Aminopeptidase M1 (PfAM1) is one of the key enzymes involved in the development of new antimalarials. To accelerate the discovery of inhibitors with selective activity against PfAM1 and microsomal neutral aminopeptidase (pAPN), in the present work, the optimum comparative molecular field analysis (CoMFA) and comparative molecular similarity indices analysis (CoMSIA) models were built based on PfAM1 and pAPN inhibitors. The results of the developed 3D-QSAR models were as follows: PfAM1/CoMFA: \( R_{\text{cv}}^{2} \) = 0.740, \( R_{\text{pred}}^{2} \) = 0.7781; PfAM1/CoMSIA: \( R_{\text{cv}}^{2} \) = 0.740, \( R_{\text{pred}}^{2} \) = 0.7354; pAPN/CoMFA: \( R_{\text{cv}}^{2} \) = 0.612, \( R_{\text{pred}}^{2} \) = 0.7318; pAPN/CoMSIA: \( R_{\text{cv}}^{2} \) = 0.609, \( R_{\text{pred}}^{2} \) = 0.7480, and the models derived from MLR, PLSR and SVR methods provided high R2 values of 0.6960, 0.6965, 0.7971 for PfAM1, 0.7700, 0.7697, 0.8228 for pAPN and Q2 of 0.7004, 0.7004, 0.5632 for PfAM1, 0.7551, 0.7566 and 0.8394 for pAPN, respectively, indicating that the developed 3D-QSAR and 2D-QSAR models possess good ability for prediction of the relative compound activities. Furthermore, all inhibitors were docked into the active site of the PfAM1 and pAPN receptors, the hydrogen-bond interactions between the compound 33 with Glu497, Glu463 and Arg489 of the PfAM1, and the compound 4 with Ala348, Glu384 and Phe467 of the receptor pAPN are able to help to stabilize the conformation.
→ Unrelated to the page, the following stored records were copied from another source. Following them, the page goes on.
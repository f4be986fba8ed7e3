//! Server command implementation

use std::path::Path;

use anyhow::{Context, Result};
use billfold_core::extract::{ExtractorBackend, ExtractorClient};

use super::open_db;

pub async fn cmd_serve(
    db_path: &Path,
    host: &str,
    port: u16,
    uploads_dir: &Path,
    static_dir: Option<&Path>,
) -> Result<()> {
    println!("🚀 Starting Billfold web server...");
    println!("   Database: {}", db_path.display());
    println!("   Uploads: {}", uploads_dir.display());
    println!("   Listening: http://{}:{}", host, port);
    if let Some(dir) = static_dir {
        println!("   Static files: {}", dir.display());
    }

    // Receipt extraction backend: Ollama when OLLAMA_HOST is set,
    // otherwise a canned mock so the rest of the app stays usable.
    let extractor = match ExtractorClient::from_env() {
        Some(client) => {
            println!(
                "   🤖 Extraction backend: {} (model: {})",
                client.host(),
                client.model()
            );
            client
        }
        None => {
            println!("   ⚠️  OLLAMA_HOST not set - using mock extraction backend");
            println!("      Receipt uploads will produce canned results.");
            ExtractorClient::mock()
        }
    };

    // Parse allowed CORS origins from environment (comma-separated)
    let allowed_origins: Vec<String> = std::env::var("BILLFOLD_ALLOWED_ORIGINS")
        .unwrap_or_default()
        .split(',')
        .map(|s| s.trim().to_string())
        .filter(|s| !s.is_empty())
        .collect();

    println!();
    println!("   Press Ctrl+C to stop");

    let db = open_db(db_path)?;

    let config = billfold_server::ServerConfig { allowed_origins };

    let static_dir_str = static_dir
        .map(|p| p.to_str().context("static_dir path must be valid UTF-8"))
        .transpose()?;
    billfold_server::serve(db, extractor, host, port, uploads_dir, static_dir_str, config).await?;

    Ok(())
}
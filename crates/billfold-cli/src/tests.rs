//! CLI command tests

use tempfile::TempDir;

use crate::commands;

#[test]
fn test_cmd_init_creates_database() {
    let dir = TempDir::new().unwrap();
    let db_path = dir.path().join("billfold.db");

    commands::cmd_init(&db_path).unwrap();
    assert!(db_path.exists());

    // Re-running against an existing database is fine
    commands::cmd_init(&db_path).unwrap();
}

#[test]
fn test_cmd_status_without_database() {
    let dir = TempDir::new().unwrap();
    let db_path = dir.path().join("missing.db");

    // Reports the uninitialized state instead of failing
    commands::cmd_status(&db_path).unwrap();
    assert!(!db_path.exists());
}

#[test]
fn test_cmd_status_with_data() {
    let dir = TempDir::new().unwrap();
    let db_path = dir.path().join("billfold.db");

    let db = commands::open_db(&db_path).unwrap();
    db.create_user("alice", "not-a-real-hash").unwrap();

    commands::cmd_status(&db_path).unwrap();
}
//! Onboarding and budget profile handlers

use std::sync::Arc;

use axum::{extract::State, http::HeaderMap, Json};
use serde::Deserialize;
use tracing::info;

use billfold_core::{BudgetProfile, Error as CoreError};

use crate::{require_user, AppError, AppState, SuccessResponse};

/// Onboarding submission: income plus one allocation per category
#[derive(Debug, Deserialize)]
pub struct OnboardRequest {
    pub income: f64,
    pub rent: f64,
    pub food: f64,
    pub clothing: f64,
    pub electronics: f64,
    pub travel: f64,
    pub medical: f64,
    pub other: f64,
}

/// POST /api/onboard - store the budget profile
///
/// Full-replace semantics: re-submitting overwrites the previous
/// profile wholesale, so the operation is idempotent.
pub async fn onboard(
    State(state): State<Arc<AppState>>,
    headers: HeaderMap,
    Json(req): Json<OnboardRequest>,
) -> Result<Json<SuccessResponse>, AppError> {
    let user_id = require_user(&headers)?;

    let profile = BudgetProfile {
        user_id,
        income: req.income,
        budget_rent: req.rent,
        budget_food: req.food,
        budget_clothing: req.clothing,
        budget_electronics: req.electronics,
        budget_travel: req.travel,
        budget_medical: req.medical,
        budget_other: req.other,
    };
    state.db.upsert_profile(&profile)?;
    info!(user_id, "Stored budget profile");

    Ok(Json(SuccessResponse { success: true }))
}

/// GET /api/profile - fetch the budget profile
///
/// A 404 with `needs_onboarding: true` tells the client to run the
/// onboarding flow first.
pub async fn get_profile(
    State(state): State<Arc<AppState>>,
    headers: HeaderMap,
) -> Result<Json<BudgetProfile>, AppError> {
    let user_id = require_user(&headers)?;

    let profile = state
        .db
        .get_profile(user_id)?
        .ok_or(CoreError::ProfileNotFound(user_id))?;

    Ok(Json(profile))
}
The above results would provide helpful clues to predicting the binding activity of novel inhibitors and the foundation for understanding the interaction mechanism between the inhibitors and the receptors.

Graphical abstract

Keywords

Aminopeptidase CoMFA CoMSIA 2D-QSAR Molecular docking 

Notes

Compliance with ethical standards

Conflict of interest

We wish to confirm that there are no known conflicts of interest associated with this publication.

Human and animal rights

This article does not contain any studies with human participants or animals performed by any of the authors.

Supplementary material

11030_2019_9921_MOESM1_ESM.doc (4.9 mb)
Supplementary material 1 (DOC 5062 kb)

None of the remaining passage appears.